The result performance of PNM and NPM is as a result of how the matrix is stored and retrieved in memory. The central processing unit (CPU) is much faster than most of the peripherals attached to it so if it is to retrieve information one after the other from them it is will underperform. Therefore there is a caching system built around it to preload data and make them available when it request for them. This is the cache heirarchy. On top of the hierarchy are registers. Registers are the fastest and exist in the CPU core. This is where data is stored before they are operated on by the processor. Between the registers and the main memory are series of caches called Level 1 (L1), Level 2 (L2) and Level 3 (L3) caches. L1 cache has a larger capacity than the registers and is usually present within the CPU core. It is usually made up of Static Random Access Memory (SRAM). It is typically the faster and smaller in capacity than the L2 and L3 caches. The L2 cache is larger than L1 but smaller than L3 and is also usually located within the CPU core. L3 is usually located inside the CPU module but may be shared between multiple cores. It has a lower storage capacity than the main memory.

Figure 1. A diagram of the cache hierarchy

During program execution these caches allow data be stored in fast memory to processed. Data may be cached or evicted based on temporal or spatial locallity. Temporal locallity suggests that when data is used by the CPU then it is very likely that it is going to be used again so we need to cache it. Spatial locallity suggests that when data is accessed by the CPU then it is very likely that the data in the next address will be used. When the data needed is not present in the cache it takes extra cycles to retrieve from the main memory. Softwares that take advantage of the cach hierarchy observes a higher performance than those that do not.
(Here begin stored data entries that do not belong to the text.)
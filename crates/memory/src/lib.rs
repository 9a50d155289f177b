pub mod retrieval;
pub mod session_store;

pub use retrieval::{
    ContentType, IndexableContent, InMemoryRetrievalPort, RetrievalContext, RetrievalError,
    RetrievalPort, RetrievalResult, RetrievedDocument, retrieve_misconceptions,
    retrieve_similar_questions, retrieve_solutions,
};
pub use session_store::{
    InMemorySessionStore, JsonlSessionStore, SessionStoreError, SessionStorePort,
};
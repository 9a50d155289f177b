//! Durable write-through log backing the Session Store.
//!
//! The in-process session map lives with the Dialog Engine; this module only
//! owns the append-only durability side. A [`SessionStorePort`] accepts
//! arbitrary serializable rows (a started session, a recorded turn, an
//! end-of-session summary, a metrics report) and appends them as JSON lines.
//! Replaying the log on startup reconstructs whatever the caller's in-memory
//! map needs. The file format and crash-safety argument are lifted directly
//! from the event-log append/overwrite pattern used elsewhere in this
//! workspace for durable, append-mostly records.

use std::fs;
use std::io::{BufRead, BufReader};
use std::marker::PhantomData;
use std::path::{Path, PathBuf};

use async_trait::async_trait;
use serde::de::DeserializeOwned;
use serde::Serialize;
use tokio::io::AsyncWriteExt;

#[derive(Debug, thiserror::Error)]
pub enum SessionStoreError {
    #[error("session store io error: {0}")]
    Io(#[from] std::io::Error),
    #[error("session store serialization error: {0}")]
    Serde(#[from] serde_json::Error),
}

/// Write-through durability port. `T` is whatever row shape the caller wants
/// to persist (a tagged enum of Session/Turn/Report rows is the expected use).
#[async_trait]
pub trait SessionStorePort<T>: Send + Sync
where
    T: Serialize + DeserializeOwned + Send + Sync,
{
    async fn append(&self, row: &T) -> Result<(), SessionStoreError>;
    async fn load_all(&self) -> Result<Vec<T>, SessionStoreError>;
}

/// JSON-lines file-backed [`SessionStorePort`].
///
/// Each `append` opens the file in append mode, writes one JSON line, then
/// flushes and `fsync`s before returning — the row is durable before the
/// write-through point in the pipeline proceeds.
pub struct JsonlSessionStore<T> {
    path: PathBuf,
    _marker: PhantomData<T>,
}

impl<T> JsonlSessionStore<T> {
    pub fn new(path: impl Into<PathBuf>) -> Self {
        Self {
            path: path.into(),
            _marker: PhantomData,
        }
    }

    pub fn path(&self) -> &Path {
        &self.path
    }
}

#[async_trait]
impl<T> SessionStorePort<T> for JsonlSessionStore<T>
where
    T: Serialize + DeserializeOwned + Send + Sync,
{
    async fn append(&self, row: &T) -> Result<(), SessionStoreError> {
        if let Some(parent) = self.path.parent() {
            tokio::fs::create_dir_all(parent).await?;
        }

        let mut file = tokio::fs::OpenOptions::new()
            .create(true)
            .append(true)
            .open(&self.path)
            .await?;
        let line = serde_json::to_string(row)?;
        file.write_all(line.as_bytes()).await?;
        file.write_all(b"\n").await?;
        file.flush().await?;
        file.sync_all().await?;
        Ok(())
    }

    async fn load_all(&self) -> Result<Vec<T>, SessionStoreError> {
        if !self.path.exists() {
            return Ok(Vec::new());
        }

        let file = fs::OpenOptions::new().read(true).open(&self.path)?;
        let reader = BufReader::new(file);
        let mut rows = Vec::new();
        for line in reader.lines() {
            let line = line?;
            if line.trim().is_empty() {
                continue;
            }
            rows.push(serde_json::from_str(&line)?);
        }
        Ok(rows)
    }
}

/// In-memory [`SessionStorePort`] for tests: no filesystem, same ordering
/// guarantees.
#[derive(Default)]
pub struct InMemorySessionStore<T> {
    rows: tokio::sync::Mutex<Vec<T>>,
}

impl<T> InMemorySessionStore<T> {
    pub fn new() -> Self {
        Self {
            rows: tokio::sync::Mutex::new(Vec::new()),
        }
    }
}

#[async_trait]
impl<T> SessionStorePort<T> for InMemorySessionStore<T>
where
    T: Serialize + DeserializeOwned + Send + Sync + Clone,
{
    async fn append(&self, row: &T) -> Result<(), SessionStoreError> {
        self.rows.lock().await.push(row.clone());
        Ok(())
    }

    async fn load_all(&self) -> Result<Vec<T>, SessionStoreError> {
        Ok(self.rows.lock().await.clone())
    }
}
In our case we observe that although the matrixes involved are $2$-dimensional in nature, the data stored in memory as a linear array. This is true in most cases because memory is logically a series of addressible storage cells. Therefore in order to implement a matrix in this setting we have to make a decision on how to store rows and columns. This leads us to two popular arangements, row major and column major. Given the $4 \times 4$ matrix below,

\[ \begin{pmatrix} a_{11} & a_{12} & a_{13} & a_{14} \\ a_{21} & a_{22} & a_{23} & a_{24} \\ a_{31} & a_{32} & a_{33} & a_{34} \\ a_{41} & a_{42} & a_{43} & a_{44} \\ \end{pmatrix} \]

a row major representation in memory will look like this \[ [a_{11},a_{12},a_{13},a_{14}, a_{21},a_{22},a_{23},a_{24}, a_{31},a_{32},a_{33},a_{34}, a_{41},a_{42},a_{43},a_{44}] \] while the column major will be \[ [a_{11},a_{21},a_{31},a_{41}, a_{12},a_{22},a_{32},a_{42}, a_{13},a_{23},a_{33},a_{43}, a_{14},a_{24},a_{34},a_{44}] \]

Our experiment implemented a column major matrix with the _mat_get_col_maj_index function. It converts a zero-indexed row and column number and to the index of element in the array. Since data is stored along columns it means that in theory inner loops along the column will have successive data to be used loaded in cache and therefore will yield higher performance (Flops). Given that $A$ is $M × N$ , $B$ is $N \times P$ and $C$ is $M \times P$, PNM and NPM , will yield a better performance because their inner most loop is along the columns of $A$ and $C$.

size_t _mat_get_col_maj_index(matrix_t *m, size_t row, size_t col)
{
    size_t index = ((m->n_rows * col) + row) * sizeof(float);
    return index;
}

Conclusion

From the experiment and results we have been able to demonstrate that loop order matters especially when large data is involved. We can also extend our result to deciding whether it is prudent to have an array of structs or object or multiple arrays of fields.